2011年8月21日 星期日

Misunderstandings

1.My cousin says my haircut is awful, which I agree. But then there's something lies beneath. You know we men don't do talking and express our hearts and so on, and I felt that all I can do for my dad is to let him cut my hair, although it's not good-looking, that's the only way I felt I can adequately express myself to him.

2.I think my cousin is brave enough, or just me a child? She just broke with her boyfriend whom she has been dating with for four years, and then she alone is going to have ct-scans and x-ray, a full body check-up to see what's wrong causing her illness. If I am her, I would probably make a drama out of it.
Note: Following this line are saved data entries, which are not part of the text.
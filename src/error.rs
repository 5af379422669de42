//! Error types for the agent seam.
//!
//! Only a failed capability call is an error. A call that succeeds but
//! carries no usable data (empty result, or expected fields absent even
//! after deep key search) is ordinary control flow handled by the
//! pipeline's fallback paths, never a fault.

use thiserror::Error;

/// Errors from invoking an external agent capability.
#[derive(Debug, Clone, Error)]
pub enum AgentError {
    /// The call never reached the capability (network, auth, quota).
    #[error("Agent transport error: {0}")]
    Transport(String),

    /// The capability was reached and reported failure in-band.
    #[error("Agent '{agent}' reported failure: {message}")]
    Capability { agent: String, message: String },
}

impl AgentError {
    /// Short human-readable message for status lines.
    pub fn status_message(&self) -> String {
        match self {
            AgentError::Transport(msg) => msg.clone(),
            AgentError::Capability { message, .. } => message.clone(),
        }
    }
}

#[cfg(test)]
mod tests {
    use super::*;

    #[test]
    fn test_status_message_strips_wrapping() {
        let err = AgentError::Capability {
            agent: "email-scanner".to_string(),
            message: "quota exceeded".to_string(),
        };
        assert_eq!(err.status_message(), "quota exceeded");
        assert!(err.to_string().contains("email-scanner"));
    }
}
//! Scheduling store contract and the scan countdown.
//!
//! The scheduling store itself (cron storage, execution history) is an
//! external collaborator; only its call surface lives here so the host's
//! presentation layer and the pipeline's "run now" action share one
//! contract. Every operation answers in-band with a `success` flag, same as
//! the agent seam.

use std::sync::Arc;
use std::time::Duration;

use async_trait::async_trait;
use serde::{Deserialize, Serialize};
use tokio::task::JoinHandle;

use crate::state::AppState;

// ---------------------------------------------------------------------------
// Store types
// ---------------------------------------------------------------------------

/// A recurring agent schedule as the store reports it.
#[derive(Debug, Clone, Default, Serialize, Deserialize)]
pub struct Schedule {
    #[serde(default)]
    pub id: String,
    #[serde(default)]
    pub agent_id: String,
    #[serde(default)]
    pub message: Option<String>,
    #[serde(default)]
    pub cron_expression: Option<String>,
    #[serde(default)]
    pub timezone: Option<String>,
    #[serde(default)]
    pub next_run_time: Option<String>,
    #[serde(default)]
    pub last_run_at: Option<String>,
    #[serde(default)]
    pub is_active: bool,
}

/// One historical execution of a schedule.
#[derive(Debug, Clone, Default, Serialize, Deserialize)]
pub struct ExecutionLog {
    #[serde(default)]
    pub id: String,
    #[serde(default)]
    pub success: bool,
    #[serde(default)]
    pub executed_at: Option<String>,
}

/// In-band acknowledgement for mutating operations.
#[derive(Debug, Clone, Default, Serialize, Deserialize)]
pub struct StoreAck {
    #[serde(default)]
    pub success: bool,
    #[serde(default)]
    pub error: Option<String>,
}

#[derive(Debug, Clone, Default, Serialize, Deserialize)]
pub struct ScheduleList {
    #[serde(default)]
    pub success: bool,
    #[serde(default)]
    pub schedules: Vec<Schedule>,
    #[serde(default)]
    pub error: Option<String>,
}

#[derive(Debug, Clone, Default, Serialize, Deserialize)]
pub struct ExecutionLogList {
    #[serde(default)]
    pub success: bool,
    #[serde(default)]
    pub executions: Vec<ExecutionLog>,
    #[serde(default)]
    pub error: Option<String>,
}

// ---------------------------------------------------------------------------
// Store seam
// ---------------------------------------------------------------------------

/// Scheduling store operations. Triggering the scan schedule now is
/// semantically the same action as the pipeline's explicit run request.
#[async_trait]
pub trait ScheduleStore: Send + Sync {
    async fn list_schedules(&self) -> ScheduleList;
    async fn get_schedule_logs(&self, schedule_id: &str, limit: usize) -> ExecutionLogList;
    async fn pause_schedule(&self, schedule_id: &str) -> StoreAck;
    async fn resume_schedule(&self, schedule_id: &str) -> StoreAck;
    async fn trigger_schedule_now(&self, schedule_id: &str) -> StoreAck;
}

// ---------------------------------------------------------------------------
// Countdown
// ---------------------------------------------------------------------------

/// Spawn the one-second countdown ticker.
///
/// Independent of pipeline correctness — it only feeds the "next scheduled
/// scan" hint. Cancel by aborting the returned handle; the countdown value
/// itself resets on a successful commit or an explicit
/// [`AppState::reset_countdown`].
pub fn run_countdown(state: Arc<AppState>) -> JoinHandle<()> {
    tokio::spawn(async move {
        loop {
            tokio::time::sleep(Duration::from_secs(1)).await;
            state.tick_countdown();
        }
    })
}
But she's calm and kindly recollects her memories for me :

" I was childish and always being the drama queen. He finally couldn't stand it so he decided to let things cool down. I am still waiting for him."

"So why only learning until now?"

"Because usually it's me who dumps the other half not vice versa, but when I am getting 31 and decide to be more serious about love and marriage, suddenly things change."

3.This would be the year for me starting my hall life, I bought some bed sheets, a blanket, a dirty clothes' bag, two small boxes, two towels, four hangers. I am going to bring some white shorts and long trousers, with T-shirts, and a suit. A computer, some stationary and the Millennium Trilogy.

The bed sheet, blanket, bag, boxes are all white and transparent. I feel that white would give myself and simple tranquil life. A life that I have long desired. I hope I am getting along well with my roommate.=]

4. For three years, no calls, no seeing each other, just me sending cards to her, and under the circumstances that she long stated that she wanted to break up with me.

I give my last ounce of courage, and I dialed the number. Missed call, I sent her a text message, but when I seemed to be seeing a missed call myself in my phone, or a received message, I simply took off the battery and changed my phone.

I just don't know why, perhaps for three years it has been helping improving myself, by imaging that she still loves me and thus pushing myself to be better and better, but then it's also my last and only scar left, a scar that I would need to get rid of to become completely independent. If she loves me, she will be able to wait for the day we finally meet without a date. If she doesn't love and that message is simply a "no", that makes no difference and I don't want to know it.

It's more like, okay, you love a girl, she has a boyfriend. You say well it's okay, be well, and walk away. That does not mean you can't take the truth by walking away, I mean, even though you take that truth, accept that fact, you don't have to painfully prove your point by facing that girl and her lover all day right? That's sounding some psychotic.